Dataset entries
|---|

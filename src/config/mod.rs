//! Configuration: per-connection connect-time parameters and process-wide
//! runtime knobs.
//!
//! `ClientConfig` is what a caller hands to `connect` — immutable for that
//! connection's lifetime. `RuntimeConfig` is process-wide and can be built
//! from defaults, a builder, or a TOML file with `${VAR}`-style in-file
//! substitution and `MQTT_RUNTIME__` environment overrides.

use std::path::Path;
use std::sync::Arc;
use std::time::Duration;

use config::{Environment, File, FileFormat};
use regex::Regex;
use serde::Deserialize;

use crate::connection::SerializerOverrides;
use crate::protocol::Will;

/// Substitute environment variables in a string. Supports `${VAR}` and
/// `${VAR:-default}` syntax.
fn substitute_env_vars(content: &str) -> String {
    let re = Regex::new(r"\$\{([^}:]+)(?::-([^}]*))?\}").unwrap();
    re.replace_all(content, |caps: &regex::Captures| {
        let var_name = &caps[1];
        let default = caps.get(2).map(|m| m.as_str()).unwrap_or("");
        std::env::var(var_name).unwrap_or_else(|_| default.to_string())
    })
    .to_string()
}

/// Configuration error types.
#[derive(Debug)]
pub enum ConfigError {
    Io(std::io::Error),
    Parse(toml::de::Error),
    Config(config::ConfigError),
    Validation(String),
}

impl std::fmt::Display for ConfigError {
    fn fmt(&self, f: &mut std::fmt::Formatter<'_>) -> std::fmt::Result {
        match self {
            ConfigError::Io(e) => write!(f, "IO error: {}", e),
            ConfigError::Parse(e) => write!(f, "parse error: {}", e),
            ConfigError::Config(e) => write!(f, "config error: {}", e),
            ConfigError::Validation(msg) => write!(f, "validation error: {}", msg),
        }
    }
}

impl std::error::Error for ConfigError {}

impl From<std::io::Error> for ConfigError {
    fn from(e: std::io::Error) -> Self {
        ConfigError::Io(e)
    }
}

impl From<toml::de::Error> for ConfigError {
    fn from(e: toml::de::Error) -> Self {
        ConfigError::Parse(e)
    }
}

impl From<config::ConfigError> for ConfigError {
    fn from(e: config::ConfigError) -> Self {
        ConfigError::Config(e)
    }
}

/// AWS IoT keep-alive clamp range, in seconds.
pub const AWS_MIN_KEEP_ALIVE_SECS: u16 = 30;
pub const AWS_MAX_KEEP_ALIVE_SECS: u16 = 1200;

/// Connect-time parameters for a single connection. Immutable once passed to
/// `connect`; nothing here changes for the life of the connection.
#[derive(Clone)]
pub struct ClientConfig {
    pub client_id: String,
    pub clean_session: bool,
    pub keep_alive_secs: u16,
    pub username: Option<String>,
    pub password: Option<Vec<u8>>,
    pub will: Option<Will>,
    /// Enforce the AWS IoT profile's keep-alive clamp and will-payload limit.
    pub aws_mode: bool,
    pub retry_limit: u32,
    pub retry_ms: u32,
    /// Per-packet-type wire serialization override, consulted only when
    /// `RuntimeConfig::enable_serializer_overrides` is also set.
    pub serializer_overrides: Option<Arc<dyn SerializerOverrides>>,
}

impl std::fmt::Debug for ClientConfig {
    fn fmt(&self, f: &mut std::fmt::Formatter<'_>) -> std::fmt::Result {
        f.debug_struct("ClientConfig")
            .field("client_id", &self.client_id)
            .field("clean_session", &self.clean_session)
            .field("keep_alive_secs", &self.keep_alive_secs)
            .field("username", &self.username)
            .field("will", &self.will)
            .field("aws_mode", &self.aws_mode)
            .field("retry_limit", &self.retry_limit)
            .field("retry_ms", &self.retry_ms)
            .field("serializer_overrides", &self.serializer_overrides.is_some())
            .finish_non_exhaustive()
    }
}

impl ClientConfig {
    pub fn new(client_id: impl Into<String>) -> Self {
        Self {
            client_id: client_id.into(),
            clean_session: true,
            keep_alive_secs: 60,
            username: None,
            password: None,
            will: None,
            aws_mode: false,
            retry_limit: 3,
            retry_ms: 1000,
            serializer_overrides: None,
        }
    }

    /// Keep-alive seconds after the AWS IoT profile clamp, if `aws_mode` is
    /// set: 0 maps to the maximum, and the range is otherwise clamped to
    /// `[30, 1200]`.
    pub fn effective_keep_alive_secs(&self) -> u16 {
        if !self.aws_mode {
            return self.keep_alive_secs;
        }
        if self.keep_alive_secs == 0 {
            return AWS_MAX_KEEP_ALIVE_SECS;
        }
        self.keep_alive_secs
            .clamp(AWS_MIN_KEEP_ALIVE_SECS, AWS_MAX_KEEP_ALIVE_SECS)
    }
}

/// Process-wide runtime knobs, set once at startup.
#[derive(Debug, Clone, Deserialize)]
#[serde(default)]
pub struct RuntimeConfig {
    /// Gate internal consistency assertions (`debug_assert!`-style checks).
    pub enable_asserts: bool,
    pub enable_metrics: bool,
    pub enable_serializer_overrides: bool,
    /// How long a blocking wait holds for a response before giving up.
    pub response_wait_ms: u64,
    /// Upper bound for QoS 1 retry backoff.
    pub retry_ms_ceiling: u64,
    /// Static-pool allocator sizing; only consulted when the `static-pool`
    /// feature is enabled.
    pub message_buffers: usize,
    pub message_buffer_size: usize,
}

impl Default for RuntimeConfig {
    fn default() -> Self {
        Self {
            enable_asserts: cfg!(debug_assertions),
            enable_metrics: false,
            enable_serializer_overrides: false,
            response_wait_ms: 5_000,
            retry_ms_ceiling: 30_000,
            message_buffers: 64,
            message_buffer_size: 2048,
        }
    }
}

impl RuntimeConfig {
    pub fn response_wait(&self) -> Duration {
        Duration::from_millis(self.response_wait_ms)
    }

    pub fn retry_ms_ceiling(&self) -> Duration {
        Duration::from_millis(self.retry_ms_ceiling)
    }

    /// Load from a TOML file with `${VAR}` in-file substitution and
    /// `MQTT_RUNTIME__SECTION__KEY`-style environment overrides. A missing
    /// file falls back to defaults.
    pub fn load<P: AsRef<Path>>(path: P) -> Result<Self, ConfigError> {
        let mut builder = config::Config::builder()
            .set_default("enable_asserts", cfg!(debug_assertions))?
            .set_default("enable_metrics", false)?
            .set_default("enable_serializer_overrides", false)?
            .set_default("response_wait_ms", 5_000)?
            .set_default("retry_ms_ceiling", 30_000)?
            .set_default("message_buffers", 64)?
            .set_default("message_buffer_size", 2048)?;

        let path = path.as_ref();
        match std::fs::read_to_string(path) {
            Ok(content) => {
                let substituted = substitute_env_vars(&content);
                builder = builder.add_source(File::from_str(&substituted, FileFormat::Toml));
            }
            Err(e) if e.kind() == std::io::ErrorKind::NotFound => {}
            Err(e) => return Err(ConfigError::Io(e)),
        }

        let cfg = builder
            .add_source(
                Environment::with_prefix("MQTT_RUNTIME")
                    .separator("__")
                    .try_parsing(true),
            )
            .build()?;

        let config: RuntimeConfig = cfg.try_deserialize()?;
        config.validate()?;
        Ok(config)
    }

    pub fn from_env() -> Result<Self, ConfigError> {
        Self::load(Path::new(""))
    }

    /// Parse from a string, for tests (no environment overrides).
    pub fn parse(content: &str) -> Result<Self, ConfigError> {
        let config: RuntimeConfig = toml::from_str(content)?;
        config.validate()?;
        Ok(config)
    }

    pub fn validate(&self) -> Result<(), ConfigError> {
        if self.response_wait_ms == 0 {
            return Err(ConfigError::Validation(
                "response_wait_ms must be > 0".to_string(),
            ));
        }
        if self.retry_ms_ceiling == 0 {
            return Err(ConfigError::Validation(
                "retry_ms_ceiling must be > 0".to_string(),
            ));
        }
        Ok(())
    }
}

#[cfg(test)]
mod tests {
    use super::*;

    #[test]
    fn aws_mode_clamps_keep_alive() {
        let mut config = ClientConfig::new("device-1");
        config.aws_mode = true;
        config.keep_alive_secs = 0;
        assert_eq!(config.effective_keep_alive_secs(), AWS_MAX_KEEP_ALIVE_SECS);

        config.keep_alive_secs = 5;
        assert_eq!(config.effective_keep_alive_secs(), AWS_MIN_KEEP_ALIVE_SECS);

        config.keep_alive_secs = 10_000;
        assert_eq!(config.effective_keep_alive_secs(), AWS_MAX_KEEP_ALIVE_SECS);

        config.keep_alive_secs = 60;
        assert_eq!(config.effective_keep_alive_secs(), 60);
    }

    #[test]
    fn non_aws_mode_leaves_keep_alive_unclamped() {
        let mut config = ClientConfig::new("device-1");
        config.keep_alive_secs = 10_000;
        assert_eq!(config.effective_keep_alive_secs(), 10_000);
    }

    #[test]
    fn runtime_config_defaults_are_valid() {
        assert!(RuntimeConfig::default().validate().is_ok());
    }

    #[test]
    fn runtime_config_rejects_zero_response_wait() {
        let parsed = RuntimeConfig::parse("response_wait_ms = 0").unwrap();
        assert!(parsed.validate().is_err());
    }

    #[test]
    fn substitute_env_vars_applies_default_when_unset() {
        std::env::remove_var("MQTT_RUNTIME_TEST_VAR_NOT_SET");
        let out = substitute_env_vars("level = \"${MQTT_RUNTIME_TEST_VAR_NOT_SET:-info}\"");
        assert_eq!(out, "level = \"info\"");
    }
}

|---|

→ What is needed:
The string "usize" marks the lines to copy; report each of them from the data above.

→ Finished exercise:
    pub message_buffers: usize,
    pub message_buffer_size: usize,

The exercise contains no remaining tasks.